Les analyses de sang peuvent présenter plusieurs altérations non spécifiques. Les globules blancs peuvent être faibles, normaux ou élevés. Les plaquettes peuvent être diminuées. D'autres résultats analytiques possibles sont un faible taux de sodium dans le sang, des modifications des paramètres hépatiques, des données sur la rhabdomyolyse avec augmentation de la CPK ou de la myoglobinurie et la présence de leucocytes dans l'urine (pyurie) sans infection urinaire.

Dans la forme pulmonaire de tularémie, une radiographie thoracique montre des infiltrats péribronchiques et des consolidations lobaires. Il est également fréquent la présence d'épanchement pleural et de lymphadénopathie (ganglions lymphatiques hypertrophiés) dans le hila pulmonaire. Cependant, ils ne constituent pas des résultats spécifiques et un diagnostic différentiel doit être établi avec d'autres pneumonies, notamment la fièvre Q, la psittacose, la tuberculose, les infections fongiques ou la peste.

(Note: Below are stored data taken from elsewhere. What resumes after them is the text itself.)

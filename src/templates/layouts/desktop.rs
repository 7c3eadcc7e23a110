use maud::{html, Markup, PreEscaped, DOCTYPE};

const STYLE: &str = r#"
body { font-family: system-ui, sans-serif; margin: 0; color: #1f2937; background: #f9fafb; }
header { display: flex; align-items: center; gap: 12px; padding: 12px 24px; background: #fff; box-shadow: 0 1px 3px rgba(0,0,0,.08); }
.shell { display: grid; grid-template-columns: 300px 1fr; gap: 24px; padding: 24px; }
.sidebar, .card { background: #fff; border: 1px solid #e5e7eb; border-radius: 8px; padding: 16px; }
.card { margin-bottom: 24px; }
.field { display: flex; flex-direction: column; gap: 4px; margin-bottom: 12px; }
.notice { padding: 12px; border-radius: 6px; }
.notice.warning { background: #fef3c7; color: #92400e; }
.notice.error { background: #fee2e2; color: #991b1b; }
.legend { display: flex; gap: 16px; flex-wrap: wrap; font-size: 0.9em; }
.swatch { display: inline-block; width: 12px; height: 12px; margin-right: 4px; border-radius: 2px; }
"#;

pub fn desktop_layout(title: &str, content: Markup) -> Markup {
    html! {
        (DOCTYPE)
        html lang="en" {
            head {
                meta charset="utf-8";
                meta name="viewport" content="width=device-width, initial-scale=1.0";
                title { (title) }
                style { (PreEscaped(STYLE)) }
                script src="https://unpkg.com/htmx.org@1.9.12" defer {};
            }
            body {
                header {
                    svg
                        xmlns="http://www.w3.org/2000/svg"
                        width="24"
                        height="24"
                        viewBox="0 0 24 24"
                        fill="none"
                        stroke="#524ed2"
                        stroke-width="2"
                        stroke-linecap="round"
                        stroke-linejoin="round"
                    {
                        path stroke="none" d="M0 0h24v24H0z" fill="none" {}
                        path d="M5 12l-2 0l9 -9l9 9l-2 0" {}
                        path d="M5 12v7a2 2 0 0 0 2 2h10a2 2 0 0 0 2 -2v-7" {}
                        path d="M9 21v-6a2 2 0 0 1 2 -2h2a2 2 0 0 1 2 2v6" {}
                    }
                    h3 { (title) }
                }
                (content)
            }
        }
    }
}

Quand le tableau clinique et les antécédents épidémiologiques nous font suspecter une tularémie, il faut demander tests spécifiques pour le diagnostic. Le laboratoire doit être averti de la suspicion de diagnostic, car le les échantillons peuvent être contagieux. Des échantillons peuvent être obtenus pour la culture de lésions cutanées, d'aspirations ganglionnaires, de prélèvements de gorge, de crachats ou d'aspirations gastriques. Les hémocultures sont généralement négatives. Cette bactérie a besoin de moyens de cultures spéciales pour sa croissance.

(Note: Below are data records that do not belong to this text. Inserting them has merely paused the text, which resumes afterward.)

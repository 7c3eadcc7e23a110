pub mod errors;
pub mod html;
pub mod json;
pub mod xlsx;

pub use crate::errors::ResultResp;
pub use errors::error_to_response;

pub use html::{html_response, text_response};
pub use json::json_response;
pub use xlsx::xlsx_response;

Le diagnostic peut également être fait par détection d'anticorps, par coloration immunohistochimique ou par réaction en chaîne de la polymérase. Les anticorps deviennent positifs deux semaines après l’infection et ne sont donc pas utiles dans les cas aigus. En outre, ils restent élevés pendant de nombreuses années après l’infection; ils sont plus utilisés pour confirmer le diagnostic que pour leur utilité clinique au moment aigu.

La Maladie de Lyme - 22/12/2018 (Août 2019).